> _Dataset entries_:
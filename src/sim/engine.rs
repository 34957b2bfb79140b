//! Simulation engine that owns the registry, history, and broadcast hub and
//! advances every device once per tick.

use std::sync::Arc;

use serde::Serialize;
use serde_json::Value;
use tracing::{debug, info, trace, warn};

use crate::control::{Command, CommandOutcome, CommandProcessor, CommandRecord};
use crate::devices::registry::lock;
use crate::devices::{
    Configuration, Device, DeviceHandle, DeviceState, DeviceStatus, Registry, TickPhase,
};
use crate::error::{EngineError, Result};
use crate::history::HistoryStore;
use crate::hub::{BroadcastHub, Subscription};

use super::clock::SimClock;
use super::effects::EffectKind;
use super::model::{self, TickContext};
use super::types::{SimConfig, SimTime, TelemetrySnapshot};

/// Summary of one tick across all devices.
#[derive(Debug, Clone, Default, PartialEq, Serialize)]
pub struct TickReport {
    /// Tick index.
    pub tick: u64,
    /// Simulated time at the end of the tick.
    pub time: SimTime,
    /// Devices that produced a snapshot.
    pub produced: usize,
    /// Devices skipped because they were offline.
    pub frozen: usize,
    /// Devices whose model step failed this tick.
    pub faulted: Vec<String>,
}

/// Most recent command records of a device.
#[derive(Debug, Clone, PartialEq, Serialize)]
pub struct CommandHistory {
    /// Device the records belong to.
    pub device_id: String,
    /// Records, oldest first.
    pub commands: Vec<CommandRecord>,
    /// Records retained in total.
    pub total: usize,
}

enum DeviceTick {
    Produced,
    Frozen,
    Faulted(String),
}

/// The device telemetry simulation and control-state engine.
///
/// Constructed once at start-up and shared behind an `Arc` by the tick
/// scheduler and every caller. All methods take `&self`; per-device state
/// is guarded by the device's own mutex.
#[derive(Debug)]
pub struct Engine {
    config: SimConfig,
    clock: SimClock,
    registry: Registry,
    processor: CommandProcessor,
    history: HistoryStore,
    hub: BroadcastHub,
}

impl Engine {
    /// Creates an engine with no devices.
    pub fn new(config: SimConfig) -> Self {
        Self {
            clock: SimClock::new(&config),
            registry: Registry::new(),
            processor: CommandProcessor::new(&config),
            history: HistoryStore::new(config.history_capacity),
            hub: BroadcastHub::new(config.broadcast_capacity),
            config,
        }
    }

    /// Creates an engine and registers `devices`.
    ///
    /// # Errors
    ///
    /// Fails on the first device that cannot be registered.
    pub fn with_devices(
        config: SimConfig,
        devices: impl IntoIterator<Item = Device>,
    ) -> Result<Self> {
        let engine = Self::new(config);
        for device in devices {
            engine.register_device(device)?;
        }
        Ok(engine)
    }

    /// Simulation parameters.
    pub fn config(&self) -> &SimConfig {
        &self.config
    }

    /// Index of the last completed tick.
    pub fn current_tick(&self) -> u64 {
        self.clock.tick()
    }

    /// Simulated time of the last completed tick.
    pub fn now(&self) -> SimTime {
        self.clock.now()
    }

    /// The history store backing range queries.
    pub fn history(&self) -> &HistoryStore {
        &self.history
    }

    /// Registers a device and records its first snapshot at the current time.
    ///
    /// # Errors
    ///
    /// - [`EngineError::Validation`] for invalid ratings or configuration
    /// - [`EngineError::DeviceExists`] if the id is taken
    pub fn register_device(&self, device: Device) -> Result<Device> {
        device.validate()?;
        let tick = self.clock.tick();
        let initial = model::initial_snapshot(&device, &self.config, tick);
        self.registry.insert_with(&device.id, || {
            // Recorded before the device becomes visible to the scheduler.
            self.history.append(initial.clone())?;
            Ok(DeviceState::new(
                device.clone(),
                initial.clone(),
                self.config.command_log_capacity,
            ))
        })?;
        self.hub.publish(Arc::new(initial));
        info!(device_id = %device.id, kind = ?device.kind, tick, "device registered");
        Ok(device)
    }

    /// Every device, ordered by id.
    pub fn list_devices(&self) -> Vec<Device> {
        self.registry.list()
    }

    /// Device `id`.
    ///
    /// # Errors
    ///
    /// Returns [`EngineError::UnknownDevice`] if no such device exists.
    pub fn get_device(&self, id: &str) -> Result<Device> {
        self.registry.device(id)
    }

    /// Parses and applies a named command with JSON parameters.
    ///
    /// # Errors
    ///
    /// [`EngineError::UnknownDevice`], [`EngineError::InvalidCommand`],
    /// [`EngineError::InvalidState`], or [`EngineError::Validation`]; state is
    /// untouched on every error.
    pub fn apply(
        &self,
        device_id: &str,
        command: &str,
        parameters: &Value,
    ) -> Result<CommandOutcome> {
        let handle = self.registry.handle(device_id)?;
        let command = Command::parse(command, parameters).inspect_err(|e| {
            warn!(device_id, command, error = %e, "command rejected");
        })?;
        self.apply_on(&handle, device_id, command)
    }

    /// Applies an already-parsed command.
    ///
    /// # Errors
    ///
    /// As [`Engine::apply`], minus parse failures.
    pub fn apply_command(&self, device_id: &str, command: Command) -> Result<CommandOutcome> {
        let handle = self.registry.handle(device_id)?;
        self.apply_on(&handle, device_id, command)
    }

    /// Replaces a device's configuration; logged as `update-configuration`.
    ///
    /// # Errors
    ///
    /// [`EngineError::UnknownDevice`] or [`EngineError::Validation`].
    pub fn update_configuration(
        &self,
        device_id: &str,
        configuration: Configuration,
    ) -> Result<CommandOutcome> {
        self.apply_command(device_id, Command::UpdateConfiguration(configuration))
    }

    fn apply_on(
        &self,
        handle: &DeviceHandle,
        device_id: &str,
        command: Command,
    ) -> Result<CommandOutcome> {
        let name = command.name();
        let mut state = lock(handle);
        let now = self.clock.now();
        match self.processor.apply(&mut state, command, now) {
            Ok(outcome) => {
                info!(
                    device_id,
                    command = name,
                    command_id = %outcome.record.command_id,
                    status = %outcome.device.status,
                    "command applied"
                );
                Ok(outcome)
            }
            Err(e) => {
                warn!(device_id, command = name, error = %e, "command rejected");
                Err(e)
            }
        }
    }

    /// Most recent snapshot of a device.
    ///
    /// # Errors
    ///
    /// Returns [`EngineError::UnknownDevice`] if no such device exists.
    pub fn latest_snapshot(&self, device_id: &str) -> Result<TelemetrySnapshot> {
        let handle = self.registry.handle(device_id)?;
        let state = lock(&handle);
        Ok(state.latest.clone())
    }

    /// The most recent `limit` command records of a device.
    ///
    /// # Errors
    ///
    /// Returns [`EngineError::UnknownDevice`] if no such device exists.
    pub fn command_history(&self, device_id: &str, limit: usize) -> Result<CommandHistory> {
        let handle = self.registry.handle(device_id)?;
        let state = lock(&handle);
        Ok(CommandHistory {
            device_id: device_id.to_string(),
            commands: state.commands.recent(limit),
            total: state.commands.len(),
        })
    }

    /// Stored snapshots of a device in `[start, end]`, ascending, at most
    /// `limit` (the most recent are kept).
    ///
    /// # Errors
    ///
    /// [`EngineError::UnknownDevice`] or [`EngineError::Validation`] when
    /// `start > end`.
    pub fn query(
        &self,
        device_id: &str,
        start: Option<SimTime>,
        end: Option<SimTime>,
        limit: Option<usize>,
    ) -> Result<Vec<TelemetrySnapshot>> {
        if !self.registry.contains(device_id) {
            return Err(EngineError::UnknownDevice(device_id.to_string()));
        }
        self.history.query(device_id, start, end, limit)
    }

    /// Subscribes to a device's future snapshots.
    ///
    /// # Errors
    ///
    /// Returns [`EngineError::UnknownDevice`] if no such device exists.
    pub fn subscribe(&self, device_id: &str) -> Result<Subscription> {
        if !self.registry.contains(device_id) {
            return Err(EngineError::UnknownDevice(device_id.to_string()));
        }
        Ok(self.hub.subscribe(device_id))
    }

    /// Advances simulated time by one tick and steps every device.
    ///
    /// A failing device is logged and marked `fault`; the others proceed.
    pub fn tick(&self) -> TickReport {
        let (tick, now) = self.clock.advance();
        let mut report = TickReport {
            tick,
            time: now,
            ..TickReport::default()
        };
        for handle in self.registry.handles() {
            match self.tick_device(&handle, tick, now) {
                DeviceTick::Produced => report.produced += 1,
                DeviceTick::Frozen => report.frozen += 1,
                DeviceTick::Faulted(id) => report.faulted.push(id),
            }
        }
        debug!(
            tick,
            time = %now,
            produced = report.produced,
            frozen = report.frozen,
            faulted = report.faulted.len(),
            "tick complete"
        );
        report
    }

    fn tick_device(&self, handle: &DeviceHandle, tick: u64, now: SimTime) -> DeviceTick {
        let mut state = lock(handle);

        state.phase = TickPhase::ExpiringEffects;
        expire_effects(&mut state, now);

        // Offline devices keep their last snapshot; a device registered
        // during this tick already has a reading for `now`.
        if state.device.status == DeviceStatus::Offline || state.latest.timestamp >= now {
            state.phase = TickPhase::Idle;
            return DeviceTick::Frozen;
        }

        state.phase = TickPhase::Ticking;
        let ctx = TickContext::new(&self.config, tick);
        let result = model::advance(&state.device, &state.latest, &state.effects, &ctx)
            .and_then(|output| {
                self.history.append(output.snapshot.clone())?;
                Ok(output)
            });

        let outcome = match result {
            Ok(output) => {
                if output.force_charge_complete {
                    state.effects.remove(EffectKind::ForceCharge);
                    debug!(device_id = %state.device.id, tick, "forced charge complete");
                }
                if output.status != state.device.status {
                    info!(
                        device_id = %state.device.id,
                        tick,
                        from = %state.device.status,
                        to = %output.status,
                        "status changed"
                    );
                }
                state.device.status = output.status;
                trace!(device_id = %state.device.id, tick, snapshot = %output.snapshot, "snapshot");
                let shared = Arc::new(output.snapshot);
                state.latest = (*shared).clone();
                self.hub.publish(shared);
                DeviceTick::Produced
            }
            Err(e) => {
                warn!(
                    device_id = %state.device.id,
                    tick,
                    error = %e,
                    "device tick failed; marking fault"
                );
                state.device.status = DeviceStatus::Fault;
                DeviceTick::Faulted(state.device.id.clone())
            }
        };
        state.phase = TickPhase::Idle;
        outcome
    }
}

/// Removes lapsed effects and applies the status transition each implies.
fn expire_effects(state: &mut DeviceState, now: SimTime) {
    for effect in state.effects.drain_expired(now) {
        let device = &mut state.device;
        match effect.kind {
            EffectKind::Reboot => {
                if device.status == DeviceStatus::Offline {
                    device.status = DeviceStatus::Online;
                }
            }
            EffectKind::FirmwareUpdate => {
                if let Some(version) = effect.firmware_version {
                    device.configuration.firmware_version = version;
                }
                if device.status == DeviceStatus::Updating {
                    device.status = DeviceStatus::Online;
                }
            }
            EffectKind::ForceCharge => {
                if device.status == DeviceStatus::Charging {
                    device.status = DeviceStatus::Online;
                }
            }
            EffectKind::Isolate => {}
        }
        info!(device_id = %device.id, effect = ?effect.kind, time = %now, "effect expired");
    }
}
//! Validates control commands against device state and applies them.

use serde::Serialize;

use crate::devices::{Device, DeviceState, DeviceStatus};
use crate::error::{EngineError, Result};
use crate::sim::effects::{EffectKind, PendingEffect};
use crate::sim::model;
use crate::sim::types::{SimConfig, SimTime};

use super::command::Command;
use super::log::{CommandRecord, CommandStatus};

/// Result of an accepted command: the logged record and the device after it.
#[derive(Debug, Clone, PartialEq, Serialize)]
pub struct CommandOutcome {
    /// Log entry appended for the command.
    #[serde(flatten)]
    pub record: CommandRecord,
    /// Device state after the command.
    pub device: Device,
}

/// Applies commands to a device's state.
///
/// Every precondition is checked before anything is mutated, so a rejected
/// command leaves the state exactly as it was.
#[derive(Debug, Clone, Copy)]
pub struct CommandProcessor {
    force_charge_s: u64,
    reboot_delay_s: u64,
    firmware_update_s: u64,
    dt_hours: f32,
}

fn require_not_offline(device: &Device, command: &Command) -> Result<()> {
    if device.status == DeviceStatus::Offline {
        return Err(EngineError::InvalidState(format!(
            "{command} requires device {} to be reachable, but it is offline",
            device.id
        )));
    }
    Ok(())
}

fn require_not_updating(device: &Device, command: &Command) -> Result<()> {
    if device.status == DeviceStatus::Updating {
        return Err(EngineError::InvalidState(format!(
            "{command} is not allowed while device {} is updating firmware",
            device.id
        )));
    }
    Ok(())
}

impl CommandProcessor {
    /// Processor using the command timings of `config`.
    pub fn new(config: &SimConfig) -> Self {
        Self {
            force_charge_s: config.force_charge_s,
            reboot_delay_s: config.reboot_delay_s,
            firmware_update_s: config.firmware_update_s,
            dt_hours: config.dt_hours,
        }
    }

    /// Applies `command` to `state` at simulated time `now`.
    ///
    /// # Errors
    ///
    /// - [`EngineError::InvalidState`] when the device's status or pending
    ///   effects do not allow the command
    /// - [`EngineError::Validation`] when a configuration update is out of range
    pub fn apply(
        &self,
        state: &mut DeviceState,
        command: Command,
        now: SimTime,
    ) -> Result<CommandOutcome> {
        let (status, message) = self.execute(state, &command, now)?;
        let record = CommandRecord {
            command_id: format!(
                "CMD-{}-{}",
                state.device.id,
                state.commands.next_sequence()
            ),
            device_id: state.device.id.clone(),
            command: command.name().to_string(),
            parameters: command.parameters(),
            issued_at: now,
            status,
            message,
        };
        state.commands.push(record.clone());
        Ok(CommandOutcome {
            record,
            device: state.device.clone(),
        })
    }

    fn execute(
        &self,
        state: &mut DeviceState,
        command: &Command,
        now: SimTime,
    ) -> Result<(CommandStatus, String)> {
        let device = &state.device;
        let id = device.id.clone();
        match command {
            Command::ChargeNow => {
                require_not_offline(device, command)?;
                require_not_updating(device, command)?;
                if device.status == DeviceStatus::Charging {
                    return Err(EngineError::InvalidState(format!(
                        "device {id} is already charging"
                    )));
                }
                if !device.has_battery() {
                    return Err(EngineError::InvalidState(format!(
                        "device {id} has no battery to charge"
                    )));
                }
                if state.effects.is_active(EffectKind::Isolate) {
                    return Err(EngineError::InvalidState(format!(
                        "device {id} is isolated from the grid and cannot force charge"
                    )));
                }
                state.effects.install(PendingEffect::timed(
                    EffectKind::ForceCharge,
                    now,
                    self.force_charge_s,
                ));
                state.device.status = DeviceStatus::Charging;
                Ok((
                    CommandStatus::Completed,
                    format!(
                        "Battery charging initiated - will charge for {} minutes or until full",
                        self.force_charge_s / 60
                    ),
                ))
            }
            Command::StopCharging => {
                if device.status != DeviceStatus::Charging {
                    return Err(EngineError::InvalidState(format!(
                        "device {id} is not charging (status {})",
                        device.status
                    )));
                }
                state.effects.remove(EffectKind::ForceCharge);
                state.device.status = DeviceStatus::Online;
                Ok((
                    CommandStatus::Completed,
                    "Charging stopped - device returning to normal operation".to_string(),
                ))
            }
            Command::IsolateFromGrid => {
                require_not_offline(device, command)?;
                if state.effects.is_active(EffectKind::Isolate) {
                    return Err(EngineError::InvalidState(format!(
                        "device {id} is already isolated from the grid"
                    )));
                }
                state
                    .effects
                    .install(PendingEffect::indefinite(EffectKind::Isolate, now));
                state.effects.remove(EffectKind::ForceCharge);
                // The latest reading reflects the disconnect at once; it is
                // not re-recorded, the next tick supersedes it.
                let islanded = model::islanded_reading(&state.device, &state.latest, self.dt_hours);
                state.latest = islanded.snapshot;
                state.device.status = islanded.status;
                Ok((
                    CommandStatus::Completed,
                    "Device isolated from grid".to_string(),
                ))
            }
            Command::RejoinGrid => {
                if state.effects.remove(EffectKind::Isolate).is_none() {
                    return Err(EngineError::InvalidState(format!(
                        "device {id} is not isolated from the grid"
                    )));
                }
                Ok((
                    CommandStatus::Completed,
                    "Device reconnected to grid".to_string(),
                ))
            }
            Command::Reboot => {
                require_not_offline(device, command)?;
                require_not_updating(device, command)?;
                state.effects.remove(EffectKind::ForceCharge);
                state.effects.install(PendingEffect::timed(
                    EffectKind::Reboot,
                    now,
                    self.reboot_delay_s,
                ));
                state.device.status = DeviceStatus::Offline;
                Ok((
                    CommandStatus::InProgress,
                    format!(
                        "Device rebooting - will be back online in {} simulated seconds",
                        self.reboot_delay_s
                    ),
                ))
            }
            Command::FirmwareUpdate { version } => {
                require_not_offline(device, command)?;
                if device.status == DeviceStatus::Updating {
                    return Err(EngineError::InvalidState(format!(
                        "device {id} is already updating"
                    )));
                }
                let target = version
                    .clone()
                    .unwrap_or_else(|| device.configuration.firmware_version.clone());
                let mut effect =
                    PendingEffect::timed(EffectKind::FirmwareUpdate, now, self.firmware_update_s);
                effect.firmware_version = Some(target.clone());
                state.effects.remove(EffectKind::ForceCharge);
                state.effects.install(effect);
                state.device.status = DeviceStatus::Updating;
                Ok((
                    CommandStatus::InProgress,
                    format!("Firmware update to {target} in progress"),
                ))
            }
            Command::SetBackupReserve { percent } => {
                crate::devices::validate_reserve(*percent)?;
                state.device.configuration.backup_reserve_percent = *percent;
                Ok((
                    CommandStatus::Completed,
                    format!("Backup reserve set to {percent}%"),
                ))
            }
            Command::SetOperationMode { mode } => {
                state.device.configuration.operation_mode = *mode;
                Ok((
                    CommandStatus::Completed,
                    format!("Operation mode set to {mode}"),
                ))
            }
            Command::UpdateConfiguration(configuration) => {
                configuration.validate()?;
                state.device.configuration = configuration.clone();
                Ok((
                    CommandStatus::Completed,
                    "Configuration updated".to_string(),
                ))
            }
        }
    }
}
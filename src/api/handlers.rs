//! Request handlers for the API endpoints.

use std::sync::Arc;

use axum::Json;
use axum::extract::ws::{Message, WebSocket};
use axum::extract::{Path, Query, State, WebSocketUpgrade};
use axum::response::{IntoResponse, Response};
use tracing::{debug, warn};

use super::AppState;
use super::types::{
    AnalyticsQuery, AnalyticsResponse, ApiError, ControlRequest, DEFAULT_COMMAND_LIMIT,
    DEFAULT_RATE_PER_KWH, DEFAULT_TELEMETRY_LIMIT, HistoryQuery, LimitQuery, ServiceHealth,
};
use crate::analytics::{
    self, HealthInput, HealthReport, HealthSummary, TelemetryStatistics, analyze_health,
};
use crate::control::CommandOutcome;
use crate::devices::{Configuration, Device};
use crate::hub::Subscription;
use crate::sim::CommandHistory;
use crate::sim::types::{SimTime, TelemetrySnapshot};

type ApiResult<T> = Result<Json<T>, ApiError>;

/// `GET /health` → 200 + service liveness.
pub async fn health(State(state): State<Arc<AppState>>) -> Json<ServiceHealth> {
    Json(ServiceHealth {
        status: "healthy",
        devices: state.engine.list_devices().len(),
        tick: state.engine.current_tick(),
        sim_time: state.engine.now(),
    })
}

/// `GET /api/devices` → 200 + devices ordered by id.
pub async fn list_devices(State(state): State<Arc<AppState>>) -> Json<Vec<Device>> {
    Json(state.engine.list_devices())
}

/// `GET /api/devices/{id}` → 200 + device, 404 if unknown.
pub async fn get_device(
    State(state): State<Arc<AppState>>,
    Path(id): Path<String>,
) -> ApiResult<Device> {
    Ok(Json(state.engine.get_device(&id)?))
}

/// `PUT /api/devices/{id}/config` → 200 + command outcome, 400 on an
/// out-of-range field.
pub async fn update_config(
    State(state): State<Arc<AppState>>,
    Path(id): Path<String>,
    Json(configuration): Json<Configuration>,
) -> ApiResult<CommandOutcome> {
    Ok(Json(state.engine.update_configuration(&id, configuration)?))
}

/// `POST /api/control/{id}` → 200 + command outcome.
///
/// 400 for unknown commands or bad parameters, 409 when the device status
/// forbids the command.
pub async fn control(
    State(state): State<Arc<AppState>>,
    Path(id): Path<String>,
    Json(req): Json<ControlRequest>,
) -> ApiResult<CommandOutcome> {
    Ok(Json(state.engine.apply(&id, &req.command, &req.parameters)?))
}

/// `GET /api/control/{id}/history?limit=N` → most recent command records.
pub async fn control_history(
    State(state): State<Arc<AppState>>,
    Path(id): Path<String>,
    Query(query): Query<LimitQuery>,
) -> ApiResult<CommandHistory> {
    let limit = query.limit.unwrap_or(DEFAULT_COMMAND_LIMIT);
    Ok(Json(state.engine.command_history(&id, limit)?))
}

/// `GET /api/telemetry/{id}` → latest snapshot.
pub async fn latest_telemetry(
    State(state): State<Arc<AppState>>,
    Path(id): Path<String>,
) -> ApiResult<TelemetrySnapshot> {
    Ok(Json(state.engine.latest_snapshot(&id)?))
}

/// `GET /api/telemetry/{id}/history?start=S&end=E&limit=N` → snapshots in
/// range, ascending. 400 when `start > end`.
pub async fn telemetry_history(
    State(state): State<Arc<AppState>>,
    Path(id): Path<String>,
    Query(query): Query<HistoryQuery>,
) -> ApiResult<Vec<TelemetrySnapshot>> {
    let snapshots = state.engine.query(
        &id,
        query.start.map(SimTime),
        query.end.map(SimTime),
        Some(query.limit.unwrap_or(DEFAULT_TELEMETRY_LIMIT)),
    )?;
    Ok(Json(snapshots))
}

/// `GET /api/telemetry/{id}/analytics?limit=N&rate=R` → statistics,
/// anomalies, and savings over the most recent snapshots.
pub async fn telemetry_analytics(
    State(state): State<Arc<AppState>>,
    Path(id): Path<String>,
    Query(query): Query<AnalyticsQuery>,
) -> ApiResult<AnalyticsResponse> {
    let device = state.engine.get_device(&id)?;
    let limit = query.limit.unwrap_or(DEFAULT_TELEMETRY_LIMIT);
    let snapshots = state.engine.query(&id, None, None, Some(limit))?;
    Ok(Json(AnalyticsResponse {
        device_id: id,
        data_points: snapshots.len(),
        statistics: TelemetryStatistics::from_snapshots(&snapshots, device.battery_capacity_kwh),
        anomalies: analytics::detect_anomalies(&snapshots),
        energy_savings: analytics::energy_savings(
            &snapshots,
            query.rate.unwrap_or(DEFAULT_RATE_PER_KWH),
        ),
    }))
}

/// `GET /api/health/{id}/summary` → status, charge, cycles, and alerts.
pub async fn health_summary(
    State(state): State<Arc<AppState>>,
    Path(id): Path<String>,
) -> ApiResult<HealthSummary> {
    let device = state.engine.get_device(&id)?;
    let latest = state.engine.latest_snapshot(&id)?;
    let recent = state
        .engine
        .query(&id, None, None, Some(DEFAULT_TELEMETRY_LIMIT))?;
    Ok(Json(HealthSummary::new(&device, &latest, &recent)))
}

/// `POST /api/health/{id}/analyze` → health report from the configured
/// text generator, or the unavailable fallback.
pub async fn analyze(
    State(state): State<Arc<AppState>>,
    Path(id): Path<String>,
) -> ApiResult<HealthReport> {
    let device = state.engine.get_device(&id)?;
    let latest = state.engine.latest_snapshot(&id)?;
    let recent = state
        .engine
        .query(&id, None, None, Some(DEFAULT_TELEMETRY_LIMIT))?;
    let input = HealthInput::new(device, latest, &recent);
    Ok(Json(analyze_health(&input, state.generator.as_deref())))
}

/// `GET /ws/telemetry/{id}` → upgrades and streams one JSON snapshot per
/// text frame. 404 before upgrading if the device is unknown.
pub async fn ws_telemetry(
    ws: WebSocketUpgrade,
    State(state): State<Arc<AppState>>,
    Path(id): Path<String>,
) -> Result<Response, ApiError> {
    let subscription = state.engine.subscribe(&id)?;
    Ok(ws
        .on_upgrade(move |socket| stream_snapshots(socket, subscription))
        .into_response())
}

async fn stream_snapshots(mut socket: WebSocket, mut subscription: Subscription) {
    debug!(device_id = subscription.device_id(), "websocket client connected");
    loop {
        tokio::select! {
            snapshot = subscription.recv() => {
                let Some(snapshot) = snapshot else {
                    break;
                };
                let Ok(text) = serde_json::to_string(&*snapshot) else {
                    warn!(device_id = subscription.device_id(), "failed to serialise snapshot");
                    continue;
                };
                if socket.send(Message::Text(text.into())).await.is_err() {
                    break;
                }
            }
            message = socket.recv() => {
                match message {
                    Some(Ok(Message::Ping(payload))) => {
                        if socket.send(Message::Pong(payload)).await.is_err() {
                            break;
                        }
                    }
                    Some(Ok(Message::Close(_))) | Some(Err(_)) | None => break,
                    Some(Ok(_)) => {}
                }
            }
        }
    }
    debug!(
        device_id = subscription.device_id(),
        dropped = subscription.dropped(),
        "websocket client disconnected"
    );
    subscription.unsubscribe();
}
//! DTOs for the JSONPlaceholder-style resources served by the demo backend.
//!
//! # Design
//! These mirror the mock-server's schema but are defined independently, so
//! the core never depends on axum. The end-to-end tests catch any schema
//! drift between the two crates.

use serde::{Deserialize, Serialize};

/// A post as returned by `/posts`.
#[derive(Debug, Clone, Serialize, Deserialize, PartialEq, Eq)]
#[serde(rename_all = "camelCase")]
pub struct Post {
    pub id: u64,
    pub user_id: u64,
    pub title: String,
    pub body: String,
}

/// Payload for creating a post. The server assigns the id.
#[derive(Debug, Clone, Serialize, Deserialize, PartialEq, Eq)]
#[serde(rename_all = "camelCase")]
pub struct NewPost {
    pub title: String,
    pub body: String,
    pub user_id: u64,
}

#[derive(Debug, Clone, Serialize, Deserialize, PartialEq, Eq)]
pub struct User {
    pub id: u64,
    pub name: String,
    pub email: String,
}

> _ACTIVITY_: Every line above that contains the word "islanded" should be reported.

> _RESPONSE BOX_:
                let islanded = model::islanded_reading(&state.device, &state.latest, self.dt_hours);
                state.latest = islanded.snapshot;
                state.device.status = islanded.status;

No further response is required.